All of the records should be given back exactly and in full.

-- Data for the task follows --

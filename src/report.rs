// src/report.rs
//
// Batch-mode output: one record per processed frame plus a run summary,
// written as JSON.

use crate::pipeline::FrameContext;
use crate::types::{ClassificationResult, Detection};
use anyhow::{Context, Result};
use chrono::{DateTime, Utc};
use serde::{Deserialize, Serialize};
use std::fs;
use std::path::Path;
use tracing::info;

#[derive(Debug, Clone, Serialize, Deserialize)]
pub struct FrameReport {
    pub frame_index: u64,
    pub timestamp_seconds: f64,
    pub detections: Vec<Detection>,
    pub recommendation: Option<String>,
    #[serde(default, skip_serializing_if = "Option::is_none")]
    pub classification: Option<ClassificationResult>,
}

impl FrameReport {
    /// `timestamp_seconds = frame_index / fps`, or the frame's own timestamp
    /// when no rate is known.
    pub fn from_context(ctx: &FrameContext, fps: Option<f64>) -> Self {
        let timestamp_seconds = match fps {
            Some(fps) if fps > 0.0 => ctx.frame_index as f64 / fps,
            _ => ctx.timestamp_ms / 1000.0,
        };
        Self {
            frame_index: ctx.frame_index,
            timestamp_seconds,
            detections: ctx.detections.clone(),
            recommendation: ctx.recommendation_text().map(str::to_string),
            classification: ctx.classification.clone(),
        }
    }
}

#[derive(Debug, Clone, Serialize, Deserialize)]
pub struct NotableFrame {
    pub frame_index: u64,
    pub timestamp_seconds: f64,
    pub recommendation: String,
}

#[derive(Debug, Clone, Serialize, Deserialize)]
pub struct AnalysisSummary {
    pub total_frames: usize,
    pub frames_with_detections: usize,
    pub total_detections: usize,
    pub average_detections_per_frame: f64,
    /// Frames whose cue mentions a large school.
    pub notable: Vec<NotableFrame>,
}

impl AnalysisSummary {
    pub fn from_frames(frames: &[FrameReport]) -> Self {
        let total_frames = frames.len();
        let frames_with_detections = frames.iter().filter(|f| !f.detections.is_empty()).count();
        let total_detections: usize = frames.iter().map(|f| f.detections.len()).sum();
        let average_detections_per_frame = if total_frames > 0 {
            total_detections as f64 / total_frames as f64
        } else {
            0.0
        };

        let notable = frames
            .iter()
            .filter_map(|f| {
                let text = f.recommendation.as_ref()?;
                text.to_lowercase().contains("large").then(|| NotableFrame {
                    frame_index: f.frame_index,
                    timestamp_seconds: f.timestamp_seconds,
                    recommendation: text.clone(),
                })
            })
            .collect();

        Self {
            total_frames,
            frames_with_detections,
            total_detections,
            average_detections_per_frame,
            notable,
        }
    }
}

#[derive(Debug, Clone, Serialize, Deserialize)]
pub struct AnalysisReport {
    pub source: String,
    pub generated_at: DateTime<Utc>,
    pub fps: Option<f64>,
    pub frames: Vec<FrameReport>,
    pub summary: AnalysisSummary,
}

impl AnalysisReport {
    pub fn new(source: impl Into<String>, fps: Option<f64>, frames: Vec<FrameReport>) -> Self {
        let summary = AnalysisSummary::from_frames(&frames);
        Self {
            source: source.into(),
            generated_at: Utc::now(),
            fps,
            frames,
            summary,
        }
    }

    pub fn write_json(&self, path: &Path) -> Result<()> {
        if let Some(parent) = path.parent() {
            fs::create_dir_all(parent)
                .with_context(|| format!("Failed to create {}", parent.display()))?;
        }
        let json = serde_json::to_string_pretty(self)?;
        fs::write(path, json).with_context(|| format!("Failed to write {}", path.display()))?;
        info!("✓ Report written to {}", path.display());
        Ok(())
    }

    pub fn log_summary(&self) {
        let s = &self.summary;
        info!("📊 Analysis summary for {}", self.source);
        info!("   Total frames: {}", s.total_frames);
        info!("   Frames with fish: {}", s.frames_with_detections);
        info!("   Total detections: {}", s.total_detections);
        info!(
            "   Average detections/frame: {:.2}",
            s.average_detections_per_frame
        );
        for n in &s.notable {
            info!(
                "   Frame {} ({:.1}s): {}",
                n.frame_index, n.timestamp_seconds, n.recommendation
            );
        }
    }
}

-- Data for the task concluded --

> [Answer to the exercise]:
filename src/report.rs
// src/report.rs
//
// Batch-mode output: one record per processed frame plus a run summary,
// written as JSON.

use crate::pipeline::FrameContext;
use crate::types::{ClassificationResult, Detection};
use anyhow::{Context, Result};
use chrono::{DateTime, Utc};
use serde::{Deserialize, Serialize};
use std::fs;
use std::path::Path;
use tracing::info;

#[derive(Debug, Clone, Serialize, Deserialize)]
pub struct FrameReport {
    pub frame_index: u64,
    pub timestamp_seconds: f64,
    pub detections: Vec<Detection>,
    pub recommendation: Option<String>,
    #[serde(default, skip_serializing_if = "Option::is_none")]
    pub classification: Option<ClassificationResult>,
}

impl FrameReport {
    /// `timestamp_seconds = frame_index / fps`, or the frame's own timestamp
    /// when no rate is known.
    pub fn from_context(ctx: &FrameContext, fps: Option<f64>) -> Self {
        let timestamp_seconds = match fps {
            Some(fps) if fps > 0.0 => ctx.frame_index as f64 / fps,
            _ => ctx.timestamp_ms / 1000.0,
        };
        Self {
            frame_index: ctx.frame_index,
            timestamp_seconds,
            detections: ctx.detections.clone(),
            recommendation: ctx.recommendation_text().map(str::to_string),
            classification: ctx.classification.clone(),
        }
    }
}

#[derive(Debug, Clone, Serialize, Deserialize)]
pub struct NotableFrame {
    pub frame_index: u64,
    pub timestamp_seconds: f64,
    pub recommendation: String,
}

#[derive(Debug, Clone, Serialize, Deserialize)]
pub struct AnalysisSummary {
    pub total_frames: usize,
    pub frames_with_detections: usize,
    pub total_detections: usize,
    pub average_detections_per_frame: f64,
    /// Frames whose cue mentions a large school.
    pub notable: Vec<NotableFrame>,
}

impl AnalysisSummary {
    pub fn from_frames(frames: &[FrameReport]) -> Self {
        let total_frames = frames.len();
        let frames_with_detections = frames.iter().filter(|f| !f.detections.is_empty()).count();
        let total_detections: usize = frames.iter().map(|f| f.detections.len()).sum();
        let average_detections_per_frame = if total_frames > 0 {
            total_detections as f64 / total_frames as f64
        } else {
            0.0
        };

        let notable = frames
            .iter()
            .filter_map(|f| {
                let text = f.recommendation.as_ref()?;
                text.to_lowercase().contains("large").then(|| NotableFrame {
                    frame_index: f.frame_index,
                    timestamp_seconds: f.timestamp_seconds,
                    recommendation: text.clone(),
                })
            })
            .collect();

        Self {
            total_frames,
            frames_with_detections,
            total_detections,
            average_detections_per_frame,
            notable,
        }
    }
}

#[derive(Debug, Clone, Serialize, Deserialize)]
pub struct AnalysisReport {
    pub source: String,
    pub generated_at: DateTime<Utc>,
    pub fps: Option<f64>,
    pub frames: Vec<FrameReport>,
    pub summary: AnalysisSummary,
}

impl AnalysisReport {
    pub fn new(source: impl Into<String>, fps: Option<f64>, frames: Vec<FrameReport>) -> Self {
        let summary = AnalysisSummary::from_frames(&frames);
        Self {
            source: source.into(),
            generated_at: Utc::now(),
            fps,
            frames,
            summary,
        }
    }

    pub fn write_json(&self, path: &Path) -> Result<()> {
        if let Some(parent) = path.parent() {
            fs::create_dir_all(parent)
                .with_context(|| format!("Failed to create {}", parent.display()))?;
        }
        let json = serde_json::to_string_pretty(self)?;
        fs::write(path, json).with_context(|| format!("Failed to write {}", path.display()))?;
        info!("✓ Report written to {}", path.display());
        Ok(())
    }

    pub fn log_summary(&self) {
        let s = &self.summary;
        info!("📊 Analysis summary for {}", self.source);
        info!("   Total frames: {}", s.total_frames);
        info!("   Frames with fish: {}", s.frames_with_detections);
        info!("   Total detections: {}", s.total_detections);
        info!(
            "   Average detections/frame: {:.2}",
            s.average_detections_per_frame
        );
        for n in &s.notable {
            info!(
                "   Frame {} ({:.1}s): {}",
                n.frame_index, n.timestamp_seconds, n.recommendation
            );
        }
    }
}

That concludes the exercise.